Activity >> Count the lines below that include the word "packed", then give that number and no other words.

Supplied material >>

::::::::::

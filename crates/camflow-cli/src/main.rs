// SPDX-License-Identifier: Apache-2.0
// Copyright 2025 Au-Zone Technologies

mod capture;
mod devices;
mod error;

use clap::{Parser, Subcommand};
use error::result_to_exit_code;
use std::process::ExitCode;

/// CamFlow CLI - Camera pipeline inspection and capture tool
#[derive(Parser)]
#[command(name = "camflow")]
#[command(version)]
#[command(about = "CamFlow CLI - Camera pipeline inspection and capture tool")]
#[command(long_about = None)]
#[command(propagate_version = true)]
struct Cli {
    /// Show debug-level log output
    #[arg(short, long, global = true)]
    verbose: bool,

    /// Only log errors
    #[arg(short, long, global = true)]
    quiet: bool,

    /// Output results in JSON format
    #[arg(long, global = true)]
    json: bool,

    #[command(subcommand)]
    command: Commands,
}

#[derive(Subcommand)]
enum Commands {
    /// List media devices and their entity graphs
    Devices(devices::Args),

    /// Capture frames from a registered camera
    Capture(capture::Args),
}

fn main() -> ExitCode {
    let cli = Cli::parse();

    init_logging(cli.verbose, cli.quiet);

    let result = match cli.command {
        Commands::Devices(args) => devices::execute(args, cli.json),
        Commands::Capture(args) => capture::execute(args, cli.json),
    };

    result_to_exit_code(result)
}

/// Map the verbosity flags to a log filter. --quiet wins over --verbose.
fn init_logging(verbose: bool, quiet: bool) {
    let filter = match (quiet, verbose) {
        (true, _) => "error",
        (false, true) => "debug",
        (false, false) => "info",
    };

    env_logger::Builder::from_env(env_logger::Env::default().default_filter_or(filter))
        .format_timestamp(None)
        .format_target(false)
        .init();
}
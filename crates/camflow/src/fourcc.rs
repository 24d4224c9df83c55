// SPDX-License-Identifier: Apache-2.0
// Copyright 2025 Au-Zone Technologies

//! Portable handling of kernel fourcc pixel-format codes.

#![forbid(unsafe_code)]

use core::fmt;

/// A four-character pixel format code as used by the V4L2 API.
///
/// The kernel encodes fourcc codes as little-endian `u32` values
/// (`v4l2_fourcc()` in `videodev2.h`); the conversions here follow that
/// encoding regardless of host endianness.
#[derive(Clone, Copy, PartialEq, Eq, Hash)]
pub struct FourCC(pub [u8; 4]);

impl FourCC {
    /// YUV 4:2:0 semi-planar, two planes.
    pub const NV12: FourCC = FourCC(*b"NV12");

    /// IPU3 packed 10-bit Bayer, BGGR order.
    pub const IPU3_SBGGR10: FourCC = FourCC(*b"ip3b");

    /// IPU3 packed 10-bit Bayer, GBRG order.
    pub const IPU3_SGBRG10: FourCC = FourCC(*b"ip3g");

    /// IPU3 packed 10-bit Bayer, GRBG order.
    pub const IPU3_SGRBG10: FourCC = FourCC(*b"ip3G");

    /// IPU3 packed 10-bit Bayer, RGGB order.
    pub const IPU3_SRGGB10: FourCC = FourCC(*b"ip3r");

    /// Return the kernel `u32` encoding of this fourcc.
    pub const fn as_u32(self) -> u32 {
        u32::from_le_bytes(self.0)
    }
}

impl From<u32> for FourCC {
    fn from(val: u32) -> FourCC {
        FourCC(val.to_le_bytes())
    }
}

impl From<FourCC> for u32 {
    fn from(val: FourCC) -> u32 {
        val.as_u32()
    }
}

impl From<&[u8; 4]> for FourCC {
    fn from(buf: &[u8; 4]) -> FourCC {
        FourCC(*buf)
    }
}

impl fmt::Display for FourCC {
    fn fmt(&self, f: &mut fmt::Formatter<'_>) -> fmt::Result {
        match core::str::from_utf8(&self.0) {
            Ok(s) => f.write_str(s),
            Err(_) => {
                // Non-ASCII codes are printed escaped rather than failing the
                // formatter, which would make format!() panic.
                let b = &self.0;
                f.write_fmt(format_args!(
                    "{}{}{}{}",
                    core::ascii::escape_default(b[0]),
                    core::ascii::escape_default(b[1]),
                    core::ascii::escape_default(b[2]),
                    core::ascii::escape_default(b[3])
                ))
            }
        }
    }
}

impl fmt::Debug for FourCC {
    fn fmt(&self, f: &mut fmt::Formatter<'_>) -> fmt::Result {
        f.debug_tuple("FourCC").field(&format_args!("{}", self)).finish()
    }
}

::::::::::

Solution for this exercise >> 4